Squamous Cell Vulvar Cancer: Who out there has this cancer?

God bless you! I was diagnosed with vulva cancer about 2-3 years ago. Thankfully it was caught in time. I went through the surgery with flying colors by a gynecological oncologist in my state. The surgery was radical, I had seven lymph nodes removed, all of which were negative for malignancy. I did not require any chemo or radiation. I have been cancer free since that time and am eternally grateful to my fantastic surgeon!!!!

Just got the pathology report (at my urging after 11 days): it is invasive squamous cell carcinoma, CD31 revealed no lymphovascular invasion. I think this was a surprise to everyone but me. As I always said, something that hurt that much HAD to be something, especially since the pain ended the day it was removed. Not clear from the report whether the margins are clear. Meet with surgeon in about a week. Well at least I know. I'm 73 and this happened fast. Was symptomatic from beginning of March on.

God bless you! I was diagnosed with vulva cancer about 2-3 years ago. Thankfully it was caught in time. I went through the surgery with flying colors by a gynecological oncologist in my state. The surgery was radical, I had seven lymph nodes removed, all of which were negative for malignancy. I did not require any chemo or radiation. I have been cancer free since that time and am eternally grateful to my fantastic surgeon!!!!

I completed 6 weeks of chemo and radiation in March for Vulvar cancer. I seem to have 2 new "lumps" down there where my lymph nodes are. Is this normal?

@bobette1 Oh, that’s over a month away. I wouldn’t want to wait that long to ask about something that worries me. Did you send a message yet via your patient portal? Perhaps you can make an appointment before 6/27?

Next appointment until 6/27/23. Thank you for your response.

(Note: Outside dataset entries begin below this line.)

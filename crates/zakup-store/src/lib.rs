//! Storage boundary: transactional upsert-by-natural-key plus cursor rows.
//!
//! The one rule that everything else leans on: a batch of canonical records
//! and the cursor advance that bounds it commit in the same transaction.
//! Crash anywhere and the mirror resumes from the last durable position with
//! no loss and no duplication (upserts are keyed by the upstream natural key).

mod memory;

use async_trait::async_trait;
use chrono::{DateTime, Utc};
use sha2::{Digest, Sha256};
use sqlx::postgres::PgPoolOptions;
use sqlx::{PgPool, Row};
use thiserror::Error;
use tracing::debug;
use uuid::Uuid;
use zakup_core::{
    CanonicalRecord, CursorPosition, EntityKind, PositionDecodeError, SyncCursor, SyncJob,
};

pub use memory::MemoryStorage;

pub const CRATE_NAME: &str = "zakup-store";

#[derive(Debug, Error)]
pub enum StoreError {
    #[error("database error: {0}")]
    Db(#[from] sqlx::Error),
    #[error("migration error: {0}")]
    Migration(#[from] sqlx::migrate::MigrateError),
    #[error("cursor for {entity} would regress from {current} to {requested}")]
    CursorRegression {
        entity: EntityKind,
        current: String,
        requested: String,
    },
    #[error("cursor kind mismatch for {entity}: stored {current}, requested {requested}")]
    CursorKindMismatch {
        entity: EntityKind,
        current: String,
        requested: String,
    },
    #[error("corrupt cursor position: {0}")]
    CorruptCursor(#[from] PositionDecodeError),
}

impl StoreError {
    /// Constraint/schema mismatches and invariant violations are fatal;
    /// everything else (connection loss, lock timeouts) is worth a retry.
    pub fn is_retryable(&self) -> bool {
        match self {
            StoreError::Db(sqlx::Error::Database(db)) => db.constraint().is_none(),
            StoreError::Db(_) | StoreError::Migration(_) => true,
            StoreError::CursorRegression { .. }
            | StoreError::CursorKindMismatch { .. }
            | StoreError::CorruptCursor(_) => false,
        }
    }
}

#[derive(Debug, Clone, Copy, Default, PartialEq, Eq)]
pub struct CommitOutcome {
    /// Rows inserted or materially changed.
    pub applied: u64,
    /// Rows whose attributes already matched (idempotent re-application).
    pub unchanged: u64,
}

/// Raw upstream payload archived alongside the batch it produced.
#[derive(Debug, Clone)]
pub struct RawSnapshot {
    pub entity: EntityKind,
    pub fetched_at: DateTime<Utc>,
    pub payload: serde_json::Value,
    pub item_count: u32,
}

impl RawSnapshot {
    pub fn content_hash(&self) -> String {
        let bytes = serde_json::to_vec(&self.payload).unwrap_or_default();
        let mut hasher = Sha256::new();
        hasher.update(&bytes);
        hex::encode(hasher.finalize())
    }
}

/// Transactional store the sync engine writes through.
#[async_trait]
pub trait SyncStorage: Send + Sync {
    /// Cursor row for the entity; an initial (position = none) cursor if the
    /// entity has never synced.
    async fn cursor(&self, entity: EntityKind) -> Result<SyncCursor, StoreError>;

    /// Upsert `records` and advance the cursor to `new_position` atomically.
    /// Rejects regressions; re-committing an identical batch is a no-op
    /// beyond confirming equality.
    async fn commit_batch(
        &self,
        entity: EntityKind,
        records: &[CanonicalRecord],
        new_position: &CursorPosition,
        raw: Option<&RawSnapshot>,
        committed_at: DateTime<Utc>,
    ) -> Result<CommitOutcome, StoreError>;

    /// Record a failed attempt: bumps `last_attempt_at` and
    /// `consecutive_failures`, never the position.
    async fn record_failure(
        &self,
        entity: EntityKind,
        at: DateTime<Utc>,
    ) -> Result<(), StoreError>;

    /// Persist a job row (insert or full update keyed by job id).
    async fn record_job(&self, job: &SyncJob) -> Result<(), StoreError>;

    async fn record_count(&self, entity: EntityKind) -> Result<u64, StoreError>;
}

/// Enforced before any cursor write, inside the owning transaction.
fn check_monotonic(
    entity: EntityKind,
    current: Option<&CursorPosition>,
    requested: &CursorPosition,
) -> Result<(), StoreError> {
    let Some(current) = current else {
        return Ok(());
    };
    match current.try_cmp(requested) {
        Some(std::cmp::Ordering::Greater) => Err(StoreError::CursorRegression {
            entity,
            current: current.encode(),
            requested: requested.encode(),
        }),
        Some(_) => Ok(()),
        None => Err(StoreError::CursorKindMismatch {
            entity,
            current: current.encode(),
            requested: requested.encode(),
        }),
    }
}

/// Postgres-backed store.
#[derive(Debug, Clone)]
pub struct PgStorage {
    pool: PgPool,
}

impl PgStorage {
    pub async fn connect(database_url: &str) -> Result<Self, StoreError> {
        let pool = PgPoolOptions::new()
            .max_connections(10)
            .connect(database_url)
            .await?;
        Ok(Self { pool })
    }

    pub fn from_pool(pool: PgPool) -> Self {
        Self { pool }
    }

    pub async fn migrate(&self) -> Result<(), StoreError> {
        sqlx::migrate!("../../migrations").run(&self.pool).await?;
        Ok(())
    }

    pub fn pool(&self) -> &PgPool {
        &self.pool
    }
}

#[async_trait]
impl SyncStorage for PgStorage {
    async fn cursor(&self, entity: EntityKind) -> Result<SyncCursor, StoreError> {
        let row = sqlx::query(
            "SELECT position, last_success_at, last_attempt_at, consecutive_failures \
             FROM sync_cursors WHERE entity = $1",
        )
        .bind(entity.wire_name())
        .fetch_optional(&self.pool)
        .await?;

        let Some(row) = row else {
            return Ok(SyncCursor::initial(entity));
        };

        let position = row
            .try_get::<Option<String>, _>("position")?
            .map(|raw| CursorPosition::decode(&raw))
            .transpose()?;

        Ok(SyncCursor {
            entity,
            position,
            last_success_at: row.try_get("last_success_at")?,
            last_attempt_at: row.try_get("last_attempt_at")?,
            consecutive_failures: row.try_get::<i32, _>("consecutive_failures")? as u32,
        })
    }

    async fn commit_batch(
        &self,
        entity: EntityKind,
        records: &[CanonicalRecord],
        new_position: &CursorPosition,
        raw: Option<&RawSnapshot>,
        committed_at: DateTime<Utc>,
    ) -> Result<CommitOutcome, StoreError> {
        let mut tx = self.pool.begin().await?;

        // Row-level lock per entity: concurrent commits for different
        // entities proceed, a second commit for the same entity waits.
        let current = sqlx::query(
            "SELECT position FROM sync_cursors WHERE entity = $1 FOR UPDATE",
        )
        .bind(entity.wire_name())
        .fetch_optional(&mut *tx)
        .await?;

        let current_position = current
            .and_then(|row| row.try_get::<Option<String>, _>("position").ok().flatten())
            .map(|raw| CursorPosition::decode(&raw))
            .transpose()?;
        check_monotonic(entity, current_position.as_ref(), new_position)?;

        let mut outcome = CommitOutcome::default();
        for record in records {
            let result = sqlx::query(
                "INSERT INTO records (entity, natural_key, dependency_key, attrs, synced_at, first_seen_at, updated_at) \
                 VALUES ($1, $2, $3, $4, $5, $5, $5) \
                 ON CONFLICT (entity, natural_key) DO UPDATE SET \
                   dependency_key = EXCLUDED.dependency_key, \
                   attrs = records.attrs || EXCLUDED.attrs, \
                   synced_at = EXCLUDED.synced_at, \
                   updated_at = EXCLUDED.updated_at \
                 WHERE records.attrs IS DISTINCT FROM records.attrs || EXCLUDED.attrs \
                    OR records.dependency_key IS DISTINCT FROM EXCLUDED.dependency_key",
            )
            .bind(entity.wire_name())
            .bind(&record.natural_key)
            .bind(&record.dependency_key)
            .bind(record.attrs_json())
            .bind(record.synced_at)
            .execute(&mut *tx)
            .await?;

            if result.rows_affected() > 0 {
                outcome.applied += 1;
            } else {
                outcome.unchanged += 1;
            }
        }

        if let Some(raw) = raw {
            sqlx::query(
                "INSERT INTO raw_payloads (id, entity, fetched_at, sha256, item_count, payload) \
                 VALUES ($1, $2, $3, $4, $5, $6)",
            )
            .bind(Uuid::new_v4())
            .bind(raw.entity.wire_name())
            .bind(raw.fetched_at)
            .bind(raw.content_hash())
            .bind(raw.item_count as i32)
            .bind(&raw.payload)
            .execute(&mut *tx)
            .await?;
        }

        sqlx::query(
            "INSERT INTO sync_cursors (entity, position, last_success_at, last_attempt_at, consecutive_failures) \
             VALUES ($1, $2, $3, $3, 0) \
             ON CONFLICT (entity) DO UPDATE SET \
               position = EXCLUDED.position, \
               last_success_at = EXCLUDED.last_success_at, \
               last_attempt_at = EXCLUDED.last_attempt_at, \
               consecutive_failures = 0",
        )
        .bind(entity.wire_name())
        .bind(new_position.encode())
        .bind(committed_at)
        .execute(&mut *tx)
        .await?;

        tx.commit().await?;
        debug!(%entity, applied = outcome.applied, unchanged = outcome.unchanged,
               position = %new_position, "batch committed");
        Ok(outcome)
    }

    async fn record_failure(
        &self,
        entity: EntityKind,
        at: DateTime<Utc>,
    ) -> Result<(), StoreError> {
        sqlx::query(
            "INSERT INTO sync_cursors (entity, position, last_success_at, last_attempt_at, consecutive_failures) \
             VALUES ($1, NULL, NULL, $2, 1) \
             ON CONFLICT (entity) DO UPDATE SET \
               last_attempt_at = EXCLUDED.last_attempt_at, \
               consecutive_failures = sync_cursors.consecutive_failures + 1",
        )
        .bind(entity.wire_name())
        .bind(at)
        .execute(&self.pool)
        .await?;
        Ok(())
    }

    async fn record_job(&self, job: &SyncJob) -> Result<(), StoreError> {
        sqlx::query(
            "INSERT INTO sync_jobs (id, entity, trigger_kind, state, attempt_count, queued_at, started_at, finished_at, error_summary) \
             VALUES ($1, $2, $3, $4, $5, $6, $7, $8, $9) \
             ON CONFLICT (id) DO UPDATE SET \
               state = EXCLUDED.state, \
               attempt_count = EXCLUDED.attempt_count, \
               started_at = EXCLUDED.started_at, \
               finished_at = EXCLUDED.finished_at, \
               error_summary = EXCLUDED.error_summary",
        )
        .bind(job.id)
        .bind(job.entity.wire_name())
        .bind(match job.trigger {
            zakup_core::Trigger::Scheduled => "scheduled",
            zakup_core::Trigger::Manual => "manual",
        })
        .bind(job.state.to_string())
        .bind(job.attempt_count as i32)
        .bind(job.queued_at)
        .bind(job.started_at)
        .bind(job.finished_at)
        .bind(&job.error_summary)
        .execute(&self.pool)
        .await?;
        Ok(())
    }

    async fn record_count(&self, entity: EntityKind) -> Result<u64, StoreError> {
        let row = sqlx::query("SELECT COUNT(*) AS n FROM records WHERE entity = $1")
            .bind(entity.wire_name())
            .fetch_one(&self.pool)
            .await?;
        Ok(row.try_get::<i64, _>("n")? as u64)
    }
}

They are free to reach out to me. Sadly, not new to it, but the first one was literally "scarring" both physically and mentally, and as problems persist, it would be nice to "speak" to people. I can't find a local "in person" group. Even mastectomies have become openly spoken about, but I feel like women's genital areas are off-limits for any kind of talk. We even talked testicular cancer when it was Lance Armstrong! Why did I not even know I HAD a vulva, considering I had dealt with endometriosis, nerve pain in utero, 2 vulvectomies, 3 laps for cervix, partial ovarian removal, etc.??? You'd think I'd be an expert. I had to read up on the topic! But nothing prepared me for being told it was no big deal, when they can only see the surface. They basically fully diagnose/remove any cancer at the moment of surgery, so they can only guess how "bad" until they actually get you under...then you have no say. I felt mutilated after my first. They said it was necessary. The second was much less traumatic and hopeful for me in the future. I was already told at my follow up today that there is new growth, but mild, so it's already coming back! But they don't touch at VIN 1, so Im basically waiting for it to grow until they have to remove again. At my rate, probably early 2023. On top of that, I hit menopause pre-50 and have some spotted bleeding 1+ after, so multiple biopsies on the uterus today. One week to worry about that one. Prayers it's no big deal. Bobette, boxermomma and wheaton, reach out if you want. - Undesirable nearly 50 singleton mom of 3 female teens here in flyover country feeling all alone in this. Seriously could use some sisterhood here.